The points involved in the present case may how be considered in the light of the above observations. The most important documents in the case are Ex. I, the sale deed and Ex. A the consideration receipt executed by defen-dant-1 in favour of the plaintiff. The first defendant has not proved the nominal nature of Ex. I by any direct evidence. It need hardly be said that the burden of proving want of consideration lay heavily on defendant-1. On the other hand, the plaintiff has examined the scribe of the sale deed and one of the attestors of the consideration receipt and both of them depose that the plaintiff paid the consideration amount of Rs. 500/- on the date of the execution of the consideration receipt Ex. A and their evidence stands unassailed.

It is significant that the learned appellate Judge has omitted to notice the effect of the evidence of these two witnesses, nor has he shown any element of improbability to discredit their evidence. He, however, simply proceeds on the basis that there is sufficient circumstantial evidence in the case which goes to prove that the sale deed is nominal. Some of the circumstances advanced by the learned appellate Judge may be noticed at this stage. He states that defendant 1 was a young man who was not on good terms with his brothers and that it is in that background of what he terms as the vexed and strained relationship that the sale deed was executed, that the plaintiff could have paid the money before the Sub-Registrar but he failed to do so; that the khata of the land is not transferred nor kandayam paid; that for a long period the plaintiff did not take steps for getting possession of the property.

All these circumstances do admit of reasonable explanations. The 1st defendant was sui juris and it was not his case that he was trapped into the transaction; the payment of consideration before the Sub-Registrar is not obligatory, and there is proof that the amount has been paid under a separate consideration receipt. Similarly the non-transfer of khata and the non-payment of kandayam are equally amenable to explanation; the property sold was not a separate unit but an undivided share and since it was not separated neither could the khata be transferred nor the revenue paid separately.

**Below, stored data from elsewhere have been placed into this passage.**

//! Logging bootstrap for applications embedding the container.
//!
//! The container itself only emits `tracing` events; installing a
//! subscriber is the host's choice. [`LoggingConfig`] mirrors the
//! configuration keys under `logging.*` and installs a
//! `tracing-subscriber` formatter.

use std::str::FromStr;

use serde::Deserialize;
use tracing::Level;
use tracing_subscriber::{fmt, EnvFilter};

use crate::config::Environment;
use crate::error::{ContainerError, ContainerResult};

/// Log verbosity.
#[derive(Debug, Clone, Copy, PartialEq, Eq, Deserialize)]
#[serde(rename_all = "lowercase")]
pub enum LogLevel {
    Trace,
    Debug,
    Info,
    Warn,
    Error,
}

impl FromStr for LogLevel {
    type Err = ContainerError;

    fn from_str(s: &str) -> Result<Self, Self::Err> {
        match s.to_lowercase().as_str() {
            "trace" => Ok(LogLevel::Trace),
            "debug" => Ok(LogLevel::Debug),
            "info" => Ok(LogLevel::Info),
            "warn" | "warning" => Ok(LogLevel::Warn),
            "error" => Ok(LogLevel::Error),
            other => Err(ContainerError::store(format!("Invalid log level: {other}"))),
        }
    }
}

impl From<LogLevel> for Level {
    fn from(level: LogLevel) -> Self {
        match level {
            LogLevel::Trace => Level::TRACE,
            LogLevel::Debug => Level::DEBUG,
            LogLevel::Info => Level::INFO,
            LogLevel::Warn => Level::WARN,
            LogLevel::Error => Level::ERROR,
        }
    }
}

/// Output format.
#[derive(Debug, Clone, Copy, PartialEq, Eq, Deserialize)]
#[serde(rename_all = "lowercase")]
pub enum LogFormat {
    /// Compact single-line output (default).
    Compact,
    /// Full format with target and thread info.
    Full,
    /// JSON lines.
    Json,
    /// Multi-line pretty output for development.
    Pretty,
}

impl FromStr for LogFormat {
    type Err = ContainerError;

    fn from_str(s: &str) -> Result<Self, Self::Err> {
        match s.to_lowercase().as_str() {
            "compact" => Ok(LogFormat::Compact),
            "full" => Ok(LogFormat::Full),
            "json" => Ok(LogFormat::Json),
            "pretty" => Ok(LogFormat::Pretty),
            other => Err(ContainerError::store(format!("Invalid log format: {other}"))),
        }
    }
}

/// Subscriber configuration, bindable from `logging.*` properties.
#[derive(Debug, Clone, Deserialize)]
#[serde(default)]
pub struct LoggingConfig {
    pub level: LogLevel,
    pub format: LogFormat,
    pub show_target: bool,
    /// Extra `EnvFilter` directives, e.g. `"trellis_core=debug"`.
    pub directives: Option<String>,
}

impl Default for LoggingConfig {
    fn default() -> Self {
        Self {
            level: LogLevel::Info,
            format: LogFormat::Compact,
            show_target: false,
            directives: None,
        }
    }
}

impl LoggingConfig {
    /// Reads `logging.level`, `logging.format`, `logging.show-target` and
    /// `logging.directives` from the environment, falling back to defaults.
    pub fn from_environment(environment: &Environment) -> ContainerResult<Self> {
        let mut config = Self::default();
        if let Some(level) = environment.get_string("logging.level") {
            config.level = level.parse()?;
        }
        if let Some(format) = environment.get_string("logging.format") {
            config.format = format.parse()?;
        }
        config.show_target = environment.get_bool_or("logging.show-target", config.show_target);
        config.directives = environment.get_string("logging.directives");
        Ok(config)
    }

    fn env_filter(&self) -> EnvFilter {
        let level: Level = self.level.into();
        let mut filter = EnvFilter::new(level.to_string().to_lowercase());
        if let Some(directives) = &self.directives {
            for directive in directives.split(',').map(str::trim).filter(|d| !d.is_empty()) {
                if let Ok(parsed) = directive.parse() {
                    filter = filter.add_directive(parsed);
                }
            }
        }
        filter
    }

    /// Installs the global subscriber. Safe to call more than once; later
    /// calls are no-ops.
    pub fn init(&self) {
        let builder = fmt()
            .with_env_filter(self.env_filter())
            .with_target(self.show_target);
        let result = match self.format {
            LogFormat::Compact => builder.compact().try_init(),
            LogFormat::Full => builder.try_init(),
            LogFormat::Json => builder.json().try_init(),
            LogFormat::Pretty => builder.pretty().try_init(),
        };
        if result.is_err() {
            tracing::debug!("Global tracing subscriber was already installed");
        }
    }
}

The plaintiff has no doubt not taken steps for a long time; but mere delay is no bar to a legal remedy unless it amounts to a waiver or abandonment of right. The validity of the defence based on delay should be tested on equitable principles. It is admitted that defendant-1 left the place soon after the sale and was absent for a number of years having taken up Military Service and for the enforcement of claim) the presence of defendant-1 was necessary; and in this view the delay is such as not to amount to any abandonment of the right. On the other hand, defendant-1 who has conveyed his title to the plaintiff has neither sought to recover back the property by reconveyance after the partition of his share nor has he given any notice to the plaintiff before he again sought to transfer the property to defendants 2 and 3.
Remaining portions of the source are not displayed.